Okay, so I have a bot hosting thing I do. It's pretty much the only thing I have right now that's keeping me sane. It's an IRC type bot for a music/chat website, and it does a lot of things. But the problem is keeping them online. I used to use a sh file that would start all the bots individually with forever.
cd dir/bots
forever start bot1.js
forever start bot2.js
...
etc, etc. And that worked. But the bots themselves take around 30mb of RAM, while the forever process ALSO takes around 30mb of RAM. So with as many bots as I was running, I was near maxed out on RAM, and that wasn't good, because if I had to get another server, things would get infinitely more complicated for me, and if I'm being honest, I'm not very good at this.
So I did some research, and figured I'd just use child.fork()
and use one bot.js to spawn the rest of the bots. And it works beautifully, and cut my ram useage down to less than half of what it was. But now it's a pain keeping the bots online.
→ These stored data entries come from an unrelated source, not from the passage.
//! Rayleigh distribution.

use crate::distribution::ContinuousDistribution;
use crate::moments::{Moments, Summary};
use crate::random::UniformSource;
use crate::weibull::Weibull;
use st_core::{ensure, errors::Result, Probability, Real};
use std::f64::consts::SQRT_2;

/// Rayleigh distribution with scale `σ`: a Weibull with scale `σ√2` and
/// shape 2.
#[derive(Debug, Clone, Copy, PartialEq)]
pub struct Rayleigh {
    sigma: Real,
    inner: Weibull,
}

impl Rayleigh {
    /// Create a Rayleigh distribution with the given scale.
    pub fn new(sigma: Real) -> Result<Self> {
        ensure!(
            sigma.is_finite() && sigma > 0.0,
            "sigma must be positive, got {sigma}"
        );
        Ok(Self {
            sigma,
            inner: Weibull::new(sigma * SQRT_2, 2.0)?,
        })
    }

    /// Scale parameter σ.
    pub fn sigma(&self) -> Real {
        self.sigma
    }
}

impl ContinuousDistribution for Rayleigh {
    fn pdf(&self, x: Real) -> Real {
        self.inner.pdf(x)
    }

    fn cdf(&self, x: Real) -> Real {
        self.inner.cdf(x)
    }

    fn ppf(&self, p: Probability) -> Real {
        self.inner.ppf(p)
    }

    fn summary(&self, which: Moments) -> Summary {
        self.inner.summary(which)
    }

    fn rvs(&self, src: &mut dyn UniformSource) -> Real {
        self.inner.rvs(src)
    }
}

#[cfg(test)]
mod tests {
    use super::*;

    fn dist() -> Rayleigh {
        Rayleigh::new(2.0).unwrap()
    }

    #[test]
    fn invalid_parameters_rejected() {
        assert!(Rayleigh::new(0.0).is_err());
        assert!(Rayleigh::new(-1.0).is_err());
    }

    #[test]
    fn pdf_known_values() {
        let d = dist();
        assert!((d.pdf(1.0) - 0.22062).abs() < 1e-5);
        assert!((d.pdf(0.5) - 0.12115).abs() < 1e-5);
    }

    #[test]
    fn pdf_matches_closed_form() {
        // f(x) = x/σ² · exp(−x²/(2σ²))
        let d = dist();
        for x in [0.5, 1.0, 2.0, 4.0] {
            let expected = x / 4.0 * (-x * x / 8.0_f64).exp();
            assert!((d.pdf(x) - expected).abs() < 1e-12);
        }
    }

    #[test]
    fn cdf_known_values() {
        let d = dist();
        assert!((d.cdf(1.51706) - 0.25).abs() < 1e-5);
        assert!((d.cdf(2.35482) - 0.5).abs() < 1e-5);
    }

    #[test]
    fn ppf_known_values() {
        let d = dist();
        assert!((d.ppf(0.25) - 1.51706).abs() < 1e-4);
        assert!((d.ppf(0.5) - 2.35482).abs() < 1e-4);
        assert!((d.isf(0.75) - 1.51706).abs() < 1e-4);
    }

    #[test]
    fn summary_values() {
        let s = dist().summary(Moments::ALL);
        assert!((s.mean.unwrap() - 2.50663).abs() < 1e-5);
        assert!((s.variance.unwrap() - 1.71681).abs() < 1e-5);
        assert!((s.skew.unwrap() - 0.63111).abs() < 1e-5);
        assert!((s.kurtosis.unwrap() - 0.24509).abs() < 1e-4);
    }
}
var child = require("child_process");
var running = {};
var bots = ["bot1","bot2","bot3"];
for (var i=0;i<bots.length;i++) {
running[bots[i]] = child.fork("bots/"+bots[i]+".js");
};
My question is - is this the most efficient way to run this setup? Because they are constantly crashing, and if I want to be considered reliable by any means, they need to be pretty self sufficient, and just shutting off in the wee hours of the night whilst I'm sleeping.
Right now I am using node-scheduler to create a fake cron job that sends a message to the bots (not a node message, because that would return as long as the js file is running, not if the bot is connected to the service) from the service, and have the bot return a command. And it sets a command, so that if it doesn't get a response from the bot in 15 seconds, it reboots it. But it doesn't seem to be working all the time. And I'm at a loss.
Any help would be appreciated, and I'll provide more details if I can.